Is this the most open Champions League for years? When the holders lose home and away to a side which did not even get out of the group stages, it would suggest the winner could come from a larger field than usual. And that may open up the possibility of an English Premier League club triumphing for the first time since 2012.
Real Madrid's 3-0 defeat by CSKA Moscow at the Bernabeu on Thursday may have been in a dead rubber but it was their heaviest at home in a European competition. They did not play the kids. It was embarrassing. Real are vulnerable and are not alone in that. Plus, with all four Premier League teams - Manchester City, Liverpool, Tottenham and Manchester United - in the last 16, the evenness reflected across all the European giants should mean England has a greater chance.

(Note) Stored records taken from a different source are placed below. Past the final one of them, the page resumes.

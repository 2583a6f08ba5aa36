use std::path::Path;

use git2::{Delta, DiffFindOptions, DiffOptions, Repository};

use crate::error::{OpenHubError, Result};
use crate::git::{FileChange, GitOperations};

pub struct GitRepository {
    repo: Repository,
}

impl GitRepository {
    /// Opens the repository containing `path`, searching parent directories.
    pub fn open(path: &Path) -> Result<Self> {
        let repo = Repository::discover(path)?;
        Ok(Self { repo })
    }

    fn resolve_tree(&self, rev: &str) -> Result<git2::Tree<'_>> {
        let object = self.repo.revparse_single(rev).map_err(|_| {
            OpenHubError::InvalidInput(format!("Unknown revision '{}'", rev))
        })?;
        Ok(object.peel_to_commit()?.tree()?)
    }
}

fn status_letter(delta: Delta) -> &'static str {
    match delta {
        Delta::Added => "A",
        Delta::Deleted => "D",
        Delta::Modified => "M",
        Delta::Renamed => "R",
        Delta::Copied => "C",
        Delta::Typechange => "T",
        Delta::Unreadable => "X",
        _ => "U",
    }
}

impl GitOperations for GitRepository {
    fn head_sha(&self) -> Result<Option<String>> {
        match self.repo.head() {
            Ok(head) => Ok(Some(head.peel_to_commit()?.id().to_string())),
            Err(e) if e.code() == git2::ErrorCode::UnbornBranch => Ok(None),
            Err(e) if e.code() == git2::ErrorCode::NotFound => Ok(None),
            Err(e) => Err(e.into()),
        }
    }

    fn changes_between(&self, from: &str, to: &str) -> Result<Vec<FileChange>> {
        let old_tree = self.resolve_tree(from)?;
        let new_tree = self.resolve_tree(to)?;

        let mut opts = DiffOptions::new();
        let mut diff =
            self.repo
                .diff_tree_to_tree(Some(&old_tree), Some(&new_tree), Some(&mut opts))?;

        // rename detection, as `git diff` does by default
        let mut find = DiffFindOptions::new();
        find.renames(true);
        diff.find_similar(Some(&mut find))?;

        let changes = diff
            .deltas()
            .filter_map(|delta| {
                let file = match delta.status() {
                    Delta::Deleted => delta.old_file().path(),
                    _ => delta.new_file().path(),
                }?;
                Some(FileChange {
                    status: status_letter(delta.status()).to_string(),
                    file: file.to_string_lossy().replace('\\', "/"),
                })
            })
            .collect();

        Ok(changes)
    }
}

Except there are some significant caveats to that theory - and not least that three of those teams finished as runners-up in their group. It now all depends on Tuesday's draw.
"That three of the English sides came second in the group will probably hurt their chances," said Omar Chaudhuri, head of football intelligence at 21st Club, a football consultancy working with many leading clubs. "The odds of an English winner will swing quite a lot on the draw, too - last year, Spurs and Chelsea got very tough ties, while Liverpool [who drew Porto] and City [Basel] got straightforward routes."
That was until they met in the last eight, with Liverpool going on to the final, losing to Real.